Os trechos mais críticos das duas rodovias (na BR-381, entre BH e Governador Valadares; e na BR-262, entre BH e Vitória, no Espírito Santo) foram oferecidos em leilões do governo federal para a iniciativa privada em mais de uma tentativa, mas não houve interessados. Há uma expectativa de que o presidente Luiz Inácio Lula da Silva (PT) anuncie nesta quinta-feira (8/2), durante visita a BH, planos para as rodovias.
O motivo para essa resistência seria o alto custo de duplicação das duas rodovias, construídas com curvas muito sinuosas para enfrentar o relevo montanhoso. Ainda assim, o governo federal pretende leiloar o referido trecho da BR-381 ainda este ano – o estudo para a concessão da BR-262 deve ficar pronto somente em 2025. A expectativa é realizar 13 leilões este ano e atrair R$ 122 bilhões em investimentos.
Desafio nas alturas
A construção da BR-262 entre Uberaba (MG) e Vitória (ES), na década de 1960, representou um avanço no transporte rodoviário do Brasil. Foram empregadas as melhores tecnologias de engenharia da época na chamada Rodovia do Paralelo 20, criada para atravessar o Brasil horizontalmente entre a capital capixaba e Corumbá, no Mato Grosso do Sul, se conectando a estradas bolivianas e peruanas para tentar promover a integração entre os três países.
Especialmente em Minas Gerais, a BR-262 trouxe melhorias significativas. Com a sua inauguração, as viagens entre Uberaba e Belo Horizonte foram reduzidas de 30 horas para 10. A outra metade da rodovia, entre a capital mineira e o litoral capixaba, facilitou o trânsito de pessoas e mercadorias entre o estado e o porto de Vitória.
Um dos principais desafios durante a construção da BR-262 foi enfrentar a altitude. Isto porque a rodovia inicia no nível do mar e atinge, na sua parte mais alta, 1.174 metros de altura, num dos pontos da Serra do Caparaó.
“Teve muito corte em rocha, em solo, muitas pontes, porque há muitos rios que cortam a BR-262. De fato, foi uma obra audaciosa e de grande vulto para a engenharia na sua época de construção”, explica Patrício Pires, doutor em geotecnia e professor do Departamento de Engenharia da Universidade Federal do Espírito Santo (UFES).
Trecho capixaba
A rodovia, contudo, se deteriorou ao longo das décadas. O último Mapa de Condição da Manutenção publicado pelo Dnit, com dados de novembro de 2023, mostra que a maior parte da BR-262 entre BH e a divisa com o Espírito Santo está em condições regulares e ruins e, nos segmentos mais críticos, em condições péssimas, conforme constatou a reportagem do Estado de Minas em viagens entre BH e a capital capixaba nos meses de janeiro de 2023 e deste ano.

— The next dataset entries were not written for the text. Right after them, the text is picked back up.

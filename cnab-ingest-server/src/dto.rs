//! Wire types for the HTTP surface (§6). Kept separate from the SeaORM
//! entity models so the on-disk shape and the public API shape can drift
//! independently.

use chrono::{DateTime, Utc};
use cnab_ingest_entity::sea_orm_active_enums::FileUploadStatus;
use cnab_ingest_logic::FileUpload;
use serde::{Deserialize, Serialize};
use uuid::Uuid;

#[derive(Debug, Serialize)]
pub struct UploadView {
    pub id: Uuid,
    pub file_name: String,
    pub file_hash: String,
    pub file_size: i64,
    pub status: FileUploadStatus,
    pub total_line_count: Option<i64>,
    pub processed_line_count: i64,
    pub failed_line_count: i64,
    pub skipped_line_count: i64,
    pub last_checkpoint_line: i64,
    pub retry_count: i32,
    pub error_message: Option<String>,
    pub uploaded_at: DateTime<Utc>,
    pub processing_started_at: Option<DateTime<Utc>>,
    pub processing_completed_at: Option<DateTime<Utc>>,
    pub last_checkpoint_at: Option<DateTime<Utc>>,
}

impl From<FileUpload> for UploadView {
    fn from(model: FileUpload) -> Self {
        Self {
            id: model.id,
            file_name: model.file_name,
            file_hash: model.file_hash,
            file_size: model.file_size,
            status: model.status,
            total_line_count: model.total_line_count,
            processed_line_count: model.processed_line_count,
            failed_line_count: model.failed_line_count,
            skipped_line_count: model.skipped_line_count,
            last_checkpoint_line: model.last_checkpoint_line,
            retry_count: model.retry_count,
            error_message: model.error_message,
            uploaded_at: model.uploaded_at.into(),
            processing_started_at: model.processing_started_at.map(Into::into),
            processing_completed_at: model.processing_completed_at.map(Into::into),
            last_checkpoint_at: model.last_checkpoint_at.map(Into::into),
        }
    }
}

#[derive(Debug, Serialize)]
#[serde(tag = "status", rename_all = "snake_case")]
pub enum UploadAcceptedView {
    Accepted { upload: UploadView },
}

/// `§4.10` step 9's synchronous-compatibility-mode response: the request
/// drove processing inline, so the caller gets the outcome immediately
/// instead of having to poll the status endpoint.
#[derive(Debug, Serialize)]
pub struct SyncUploadView {
    pub upload: UploadView,
    pub transaction_count: i64,
    pub failed_line_count: i64,
    pub skipped_line_count: i64,
}

#[derive(Debug, Serialize)]
pub struct DuplicateFileView {
    pub existing_upload_id: Uuid,
}

#[derive(Debug, Deserialize)]
pub struct ListUploadsQuery {
    pub page: Option<u64>,
    pub page_size: Option<u64>,
    pub status: Option<FileUploadStatus>,
}

#[derive(Debug, Serialize)]
pub struct ListUploadsView {
    pub items: Vec<UploadView>,
    pub page: u64,
    pub page_size: u64,
    pub total_items: u64,
    pub total_pages: u64,
}

#[derive(Debug, Deserialize)]
pub struct TimeoutQuery {
    pub timeout_minutes: Option<i64>,
}

#[derive(Debug, Serialize)]
pub struct ResumeAllView {
    pub enqueued: Vec<Uuid>,
    pub skipped: Vec<SkippedUpload>,
}

#[derive(Debug, Serialize)]
pub struct SkippedUpload {
    pub upload_id: Uuid,
    pub reason: &'static str,
}
//! Route table for the `/api/v1/transactions` surface (§6).

use actix_web::web;
use blockscout_service_launcher::launcher::HttpRouter;

use crate::handlers;

#[derive(Clone)]
pub struct Router;

impl HttpRouter for Router {
    fn register_routes(&self, service_config: &mut web::ServiceConfig) {
        service_config.service(
            web::scope("/api/v1/transactions")
                .route("/upload", web::post().to(handlers::upload))
                .route("", web::delete().to(handlers::clear_transactions))
                .route("/uploads", web::get().to(handlers::list_uploads))
                .route(
                    "/uploads/incomplete",
                    web::get().to(handlers::list_incomplete_uploads),
                )
                .route(
                    "/uploads/resume-all",
                    web::post().to(handlers::resume_all),
                )
                .route("/uploads/{upload_id}", web::get().to(handlers::get_upload))
                .route(
                    "/uploads/{upload_id}/resume",
                    web::post().to(handlers::resume_one),
                ),
        );
    }
}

Ao atravessar a divisa entre os dois estados, o cenário muda. Em solo capixaba, a estrada encontra-se em boas condições no que diz respeito à sua manutenção. O maior desafio que a BR-262 impõe são curvas sinuosas que cortam a Serra do Caparaó. Uma duplicação nos trechos do Espírito Santo pode exigir, inclusive, que parte da estrada seja fechada.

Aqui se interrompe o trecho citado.